项目摘要/摘要 候选 我是一名墨西哥裔美国人，是一名基础科学家。我也是一名助理教授， 约翰霍普金斯医学院儿科心脏病学分部，我也在那里完成了我的博士后工作， 博士奖学金培训。我对转化和基础研究事业的兴趣和承诺始于 作为一个四年级的医学生。我相信，通过NIH/NHLBI指导职业的资金， 发展奖，以促进生物医学研究的教师多样性将有助于实现我的 我的目标是成为分子心脏病学领域的独立研究者和未来的领导者 并将其转化为糖尿病心肌病和心力衰竭治疗的进步。 研究提案：新型定量蛋白质组学方法来定义改变的相互作用 糖尿病心肌肌丝功能障碍中O-GlcNAc酰化和磷酸化的研究 在北美，2010年糖尿病患病率为3740万（10.2%），并呈稳步上升趋势16。 糖尿病患者死于心脏病的风险是普通人群的2至4倍17。 在心血管并发症中，糖尿病性心肌病是指进行性舒张和收缩功能障碍， 由于独立于冠状动脉的心肌收缩缺陷而引起的功能障碍 疾病虽然它存在于60%的糖尿病患者中，但目前没有治疗方法可以阻止或显著减少糖尿病的发生。 改变糖尿病心肌病的病程18. 肌节的翻译后修饰调节心脏功能， 会导致心脏功能障碍我们小组最近的工作集中在识别、量化和 肌丝O-GlcNAc酰化和磷酸化的功能表征1 -8.这项提案的目的是 使用最先进的定量蛋白质组学方法来广泛地绘制和执行位点特异性 对正常和正常人的所有潜在的O-GlcNAc酰化和磷酸化肌丝蛋白进行定量， 糖尿病心脏在基线心脏功能和β-肾上腺素能和力-频率刺激期间。通过 比较基线和增强工作负荷之间的O-GlcNAc/磷酸盐化学计量变化，我们将 确定糖尿病心肌病中肌丝功能异常关键部位。通过基因转移 技术，本提案还将进行体内和体外功能性工作，以确定的作用， O-GlcNAc酰化和磷酸化之间的相互作用以及导致心脏受损的机制 糖尿病的收缩储备这一领域的进展可能会产生糖尿病的早期诊断工具。 心肌病和开辟新的治疗场所，以修复 糖尿病心脏衰竭的分子马达的具体目标 这些建议是 目的1：进行全局肌丝位点特异性O- GlcNAc化和磷酸化作图和定量 正常和2型糖尿病心脏。 目的2：鉴定O-GlcNAc酰化和磷酸化位点， 在β-肾上腺素能和 力-频刺激对正常和2型糖尿病心脏的影响 肌丝 目的3：验证O-GlcNAc酰化和磷酸化竞争平衡改变的功能影响 通过基因转移操纵肌丝蛋白质对心肌收缩力的影响。 环境 约翰霍普金斯医学院拥有一个良好的环境，执行基本和 翻译研究约翰霍普金斯大学拥有强大的基础和设施，研究重点是 成人和儿童的疾病。例如，儿科部门目前有2700万美元， 美国国立卫生研究院研究经费。医学校园将使候选人能够访问许多国家的最先进的核心 设施在此应用程序中概述的导师，顾问和合作者将协助成功 完成候选人的职业生涯和研究目标。我们已经组建了一个由优秀科学家组成的优秀团队 并建立了具有多年经验的教师队伍，在指导年轻科学家方面取得了巨大成功。我的主要 导师是Anne M Murphy博士，共同导师是Jennifer货车Eyk博士。Gerald W.哈特和布莱恩·奥罗克博士 成立顾问委员会。

项目成果

Epidemiological Algorithm for Early Detection of COVID-19 Cases in a Mexican Oncologic Center.

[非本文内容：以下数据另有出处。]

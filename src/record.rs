// src/record.rs
//
// Speed record types: the candidate built at ingestion time and the
// persisted row returned by the store.

use chrono::{DateTime, Local, Utc};
use serde::Serialize;

/// Date stamp format (day/month/year), independent of the host locale.
pub const DATE_FORMAT: &str = "%d/%m/%Y";
/// Time-of-day stamp format, 24 hour clock.
pub const TIME_FORMAT: &str = "%H:%M:%S";

/// A measurement that passed decoding and is about to be appended.
#[derive(Clone, Debug, PartialEq)]
pub struct NewRecord {
    pub session_id: i64,
    pub object_no: i64,
    pub speed: f64,
    pub date: String,
    pub time: String,
    pub recorded_at: DateTime<Utc>,
}

impl NewRecord {
    /// Build a candidate stamped with the current wall clock.
    pub fn stamped_now(session_id: i64, object_no: i64, speed: f64) -> Self {
        Self::stamped_at(session_id, object_no, speed, Local::now())
    }

    /// Build a candidate stamped with `at` (local time for date/time strings).
    pub fn stamped_at(session_id: i64, object_no: i64, speed: f64, at: DateTime<Local>) -> Self {
        NewRecord {
            session_id,
            object_no,
            speed,
            date: at.format(DATE_FORMAT).to_string(),
            time: at.format(TIME_FORMAT).to_string(),
            recorded_at: at.with_timezone(&Utc),
        }
    }
}

/// One observed passage of an object past the sensor, as persisted.
/// Immutable once stored; the only mutation is deletion.
#[derive(Clone, Debug, PartialEq, Serialize)]
#[serde(rename_all = "camelCase")]
pub struct SpeedRecord {
    pub id: i64,
    pub session_id: i64,
    pub object_no: i64,
    pub speed: f64,
    pub date: String,
    pub time: String,
    #[serde(skip)]
    pub recorded_at: DateTime<Utc>,
}

impl SpeedRecord {
    pub(crate) fn from_new(id: i64, new: &NewRecord) -> Self {
        SpeedRecord {
            id,
            session_id: new.session_id,
            object_no: new.object_no,
            speed: new.speed,
            date: new.date.clone(),
            time: new.time.clone(),
            recorded_at: new.recorded_at,
        }
    }
}

#[cfg(test)]
mod tests {
    use super::*;
    use chrono::TimeZone;

    #[test]
    fn test_stamps_are_locale_independent() {
        let at = Local.with_ymd_and_hms(2024, 3, 9, 7, 5, 2).unwrap();
        let rec = NewRecord::stamped_at(1, 2, 3.5, at);
        assert_eq!(rec.date, "09/03/2024");
        assert_eq!(rec.time, "07:05:02");
        assert_eq!(rec.recorded_at, at.with_timezone(&Utc));
    }

    #[test]
    fn test_record_json_uses_camel_case() {
        let at = Local.with_ymd_and_hms(2024, 3, 9, 17, 0, 0).unwrap();
        let rec = SpeedRecord::from_new(7, &NewRecord::stamped_at(3, 4, 12.25, at));
        let json = serde_json::to_value(&rec).unwrap();
        assert_eq!(json["id"], 7);
        assert_eq!(json["sessionId"], 3);
        assert_eq!(json["objectNo"], 4);
        assert_eq!(json["speed"], 12.25);
        assert!(json.get("recordedAt").is_none());
    }
}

用于早期检测墨西哥肿瘤中心的COVID-19病例的流行病学算法。

• DOI: 10.3390/healthcare10030462
• 发表时间: 2022-03-01
• 期刊: Healthcare (Basel, Switzerland)
• 作者: González-Escamilla M;Pérez-Ibave DC;Burciaga-Flores CH;Ortiz-Murillo VN;Ramírez-Correa GA;Rodríguez-Niño P;Piñeiro-Retif R;Rodríguez-Gutiérrez HF;Alcorta-Nuñez F;González-Guerrero JF;Vidal-Gutiérrez O;Garza-Rodríguez ML
• 通讯作者: Garza-Rodríguez ML

Identification of a Novel Pathogenic Rearrangement Variant of the APC Gene Associated with a Variable Spectrum of Familial Cancer.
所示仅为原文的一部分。